Exercise: Your response must be made up of each line in the data below that contains the string "previous".
═══
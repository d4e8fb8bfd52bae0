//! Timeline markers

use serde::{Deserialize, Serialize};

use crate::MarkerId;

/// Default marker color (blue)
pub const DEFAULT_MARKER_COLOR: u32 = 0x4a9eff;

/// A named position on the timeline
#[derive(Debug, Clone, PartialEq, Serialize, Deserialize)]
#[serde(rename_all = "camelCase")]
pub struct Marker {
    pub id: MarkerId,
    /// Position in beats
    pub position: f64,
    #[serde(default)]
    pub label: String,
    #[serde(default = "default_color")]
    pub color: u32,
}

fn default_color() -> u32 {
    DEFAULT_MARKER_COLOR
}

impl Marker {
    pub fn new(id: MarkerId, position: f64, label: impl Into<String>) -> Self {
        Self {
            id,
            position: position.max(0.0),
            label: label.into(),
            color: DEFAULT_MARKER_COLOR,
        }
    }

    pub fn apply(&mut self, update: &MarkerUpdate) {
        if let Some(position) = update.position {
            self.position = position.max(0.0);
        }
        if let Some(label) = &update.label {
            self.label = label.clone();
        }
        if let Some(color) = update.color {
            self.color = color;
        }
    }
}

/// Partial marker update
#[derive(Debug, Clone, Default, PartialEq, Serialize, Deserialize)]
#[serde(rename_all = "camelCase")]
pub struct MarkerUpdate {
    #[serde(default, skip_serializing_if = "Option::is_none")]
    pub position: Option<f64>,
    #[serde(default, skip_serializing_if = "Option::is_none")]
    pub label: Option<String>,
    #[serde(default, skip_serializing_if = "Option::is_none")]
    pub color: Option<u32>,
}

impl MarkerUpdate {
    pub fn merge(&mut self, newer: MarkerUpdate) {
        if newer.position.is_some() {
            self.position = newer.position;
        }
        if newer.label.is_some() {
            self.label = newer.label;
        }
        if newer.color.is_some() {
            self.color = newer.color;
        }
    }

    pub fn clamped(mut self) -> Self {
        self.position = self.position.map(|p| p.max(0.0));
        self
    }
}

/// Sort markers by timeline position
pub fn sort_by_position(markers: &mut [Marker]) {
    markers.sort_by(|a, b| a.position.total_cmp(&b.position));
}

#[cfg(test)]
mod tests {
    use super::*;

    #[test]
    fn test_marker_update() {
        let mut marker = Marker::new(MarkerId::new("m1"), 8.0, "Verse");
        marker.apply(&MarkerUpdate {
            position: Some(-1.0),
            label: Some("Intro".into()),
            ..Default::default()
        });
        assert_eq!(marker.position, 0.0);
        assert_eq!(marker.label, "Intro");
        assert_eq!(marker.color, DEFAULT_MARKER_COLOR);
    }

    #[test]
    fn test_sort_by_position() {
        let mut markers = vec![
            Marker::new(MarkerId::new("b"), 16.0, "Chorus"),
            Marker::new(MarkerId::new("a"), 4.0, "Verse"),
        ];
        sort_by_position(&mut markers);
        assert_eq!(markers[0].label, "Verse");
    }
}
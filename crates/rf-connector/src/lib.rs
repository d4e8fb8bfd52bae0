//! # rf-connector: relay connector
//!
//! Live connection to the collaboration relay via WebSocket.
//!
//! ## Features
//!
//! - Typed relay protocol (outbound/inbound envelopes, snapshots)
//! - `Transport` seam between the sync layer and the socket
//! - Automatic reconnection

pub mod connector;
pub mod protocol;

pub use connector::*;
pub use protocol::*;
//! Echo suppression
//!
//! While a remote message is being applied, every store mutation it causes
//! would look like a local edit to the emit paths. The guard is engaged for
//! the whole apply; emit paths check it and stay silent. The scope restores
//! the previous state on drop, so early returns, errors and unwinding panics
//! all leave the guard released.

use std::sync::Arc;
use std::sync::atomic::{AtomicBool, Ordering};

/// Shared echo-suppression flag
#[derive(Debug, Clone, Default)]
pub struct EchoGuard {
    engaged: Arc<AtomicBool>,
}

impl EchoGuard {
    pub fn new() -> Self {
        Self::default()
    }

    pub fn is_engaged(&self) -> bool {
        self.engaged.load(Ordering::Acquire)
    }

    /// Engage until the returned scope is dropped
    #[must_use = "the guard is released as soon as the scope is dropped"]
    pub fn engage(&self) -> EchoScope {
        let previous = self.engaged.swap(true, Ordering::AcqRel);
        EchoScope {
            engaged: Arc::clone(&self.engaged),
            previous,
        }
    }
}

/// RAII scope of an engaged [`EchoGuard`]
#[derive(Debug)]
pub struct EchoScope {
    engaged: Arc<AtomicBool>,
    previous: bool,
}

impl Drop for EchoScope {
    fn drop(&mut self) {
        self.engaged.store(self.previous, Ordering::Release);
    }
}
═══
Exercise output:
//! the previous state on drop, so early returns, errors and unwinding panics
        let previous = self.engaged.swap(true, Ordering::AcqRel);
            previous,
    previous: bool,
        self.engaged.store(self.previous, Ordering::Release);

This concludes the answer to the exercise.